Me and my rear wheels

Discussion in 'Mountain Bikes' started by Squid-In-Traini, May 9, 2003.

Thread Status:
Not open for further replies.
  1. So I'm never able to keep my rear wheels in true. I've got an XTC SE2 and they're always dented and
    out of true by far (yes I do mild jumping but nothing that would cause stuff like this). Now, I'm
    probably somewhat of a shitty wheelbuilder, but I do my best to get equal tension, a little at a
    time, etc. I'm beginning to think that replacing rims won't be much fun anymore.

    The question is if it's more effective to go with discs (and let it be out of true) or if I should
    keep replacing these rims. Kinda sucks because I sold my XT disc hubs (which were heavier than the
    bike itself) just recently after I got the XTC.
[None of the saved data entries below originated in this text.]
use std::collections::HashMap;

use async_trait::async_trait;
use serde_json::{Map, Value};
use tokio::sync::RwLock;

use crate::database::collection::{
    is_valid_collection_name, DocumentStore, RemoveOutcome, StoredDocument, UpdateOutcome,
};
use crate::database::manager::DatabaseError;
use crate::database::object_id::ObjectId;

/// Process-local store. Collections keep insertion order.
#[derive(Default)]
pub struct MemoryDocumentStore {
    collections: RwLock<HashMap<String, Vec<StoredDocument>>>,
}

impl MemoryDocumentStore {
    pub fn new() -> Self {
        Self::default()
    }
}

fn check_name(collection: &str) -> Result<(), DatabaseError> {
    if is_valid_collection_name(collection) {
        Ok(())
    } else {
        Err(DatabaseError::InvalidCollectionName(collection.to_string()))
    }
}

#[async_trait]
impl DocumentStore for MemoryDocumentStore {
    async fn ensure_collection(&self, collection: &str) -> Result<(), DatabaseError> {
        check_name(collection)?;
        self.collections
            .write()
            .await
            .entry(collection.to_string())
            .or_default();
        Ok(())
    }

    async fn list(&self, collection: &str) -> Result<Vec<StoredDocument>, DatabaseError> {
        check_name(collection)?;
        let collections = self.collections.read().await;
        Ok(collections.get(collection).cloned().unwrap_or_default())
    }

    async fn find(&self, collection: &str, id: ObjectId) -> Result<Option<StoredDocument>, DatabaseError> {
        check_name(collection)?;
        let collections = self.collections.read().await;
        Ok(collections
            .get(collection)
            .and_then(|docs| docs.iter().find(|d| d.id == id))
            .cloned())
    }

    async fn insert(&self, collection: &str, body: Map<String, Value>) -> Result<ObjectId, DatabaseError> {
        check_name(collection)?;
        let id = ObjectId::new();
        self.collections
            .write()
            .await
            .entry(collection.to_string())
            .or_default()
            .push(StoredDocument { id, body });
        Ok(id)
    }

    async fn replace(
        &self,
        collection: &str,
        id: ObjectId,
        body: Map<String, Value>,
    ) -> Result<UpdateOutcome, DatabaseError> {
        check_name(collection)?;
        let mut collections = self.collections.write().await;
        let existing = collections
            .get_mut(collection)
            .and_then(|docs| docs.iter_mut().find(|d| d.id == id));

        Ok(match existing {
            Some(doc) => {
                doc.body = body;
                UpdateOutcome::Updated
            }
            None => UpdateOutcome::NotFound,
        })
    }

    async fn remove(&self, collection: &str, id: ObjectId) -> Result<RemoveOutcome, DatabaseError> {
        check_name(collection)?;
        let mut collections = self.collections.write().await;
        let Some(docs) = collections.get_mut(collection) else {
            return Ok(RemoveOutcome::NotFound);
        };

        match docs.iter().position(|d| d.id == id) {
            Some(index) => {
                docs.remove(index);
                Ok(RemoveOutcome::Removed)
            }
            None => Ok(RemoveOutcome::NotFound),
        }
    }

    async fn ping(&self) -> Result<(), DatabaseError> {
        Ok(())
    }
}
    Has anyone else had this dilemma?

    --
    Phil, Squid-in-Training
     
    Tags:


  2. Bomba

    Bomba Guest

    Phil, Squid-in-Training wrote:
    > So I'm never able to keep my rear wheels in true. I've got an XTC SE2 and they're always dented
    > and out of true by far (yes I do mild jumping but nothing that would cause stuff like this). Now,
    > I'm probably somewhat of a shitty wheelbuilder, but I do my best to get equal tension, a little at
    > a time, etc. I'm beginning to think that replacing rims won't be much fun anymore.
    >
    > The question is if it's more effective to go with discs (and let it be out of true) or if I should
    > keep replacing these rims. Kinda sucks because I sold my XT disc hubs (which were heavier than the
    > bike itself) just recently after I got the XTC.
    >
    > Has anyone else had this dilemma?

    No. Even with discs you should be keeping your wheels true.

    You're building the wheels yourself, right? Perhaps you're doing something wrong. Wheels shouldn't
    go out of true that badly on such a regular basis, and unless you properly prang it, you shouldn't
    have to throw out a rim because it's out of true for a long time.

    --
    a.m-b FAQ: http://www.t-online.de/~jharris/ambfaq.htm

    b.bmx FAQ: http://www.t-online.de/~jharris/bmx_faq.htm
     
  3. "Phil, Squid-in-Training" <[email protected]> wrote in message
    news:[email protected]...
    > So I'm never able to keep my rear wheels in true. I've got an XTC SE2 and they're always dented
    > and out of true by far (yes I do mild jumping but nothing that would cause stuff like this). Now,
    > I'm probably somewhat of
    a
    > shitty wheelbuilder, but I do my best to get equal tension, a little at a time, etc. I'm beginning
    > to think that replacing rims won't be much fun anymore.
    >
    > The question is if it's more effective to go with discs (and let it be out of true) or if I should
    > keep replacing these rims. Kinda sucks because I sold my XT disc hubs (which were heavier than the
    > bike itself) just
    recently
    > after I got the XTC.
    >
    > Has anyone else had this dilemma?
    >
    > --
    > Phil, Squid-in-Training
    >
    >

    Phil, either take a leaf out of BMX and run no brakes, or run discs.

    BTW your wheels really shouldn't be coming out of true so fast - are you sure you are putting enough
    tension on them enough
     
  4. Dick

    Dick Guest

    > So I'm never able to keep my rear wheels in true. I've got an XTC SE2 and they're always dented
    > and out of true by far (yes I do mild jumping but nothing that would cause stuff like this).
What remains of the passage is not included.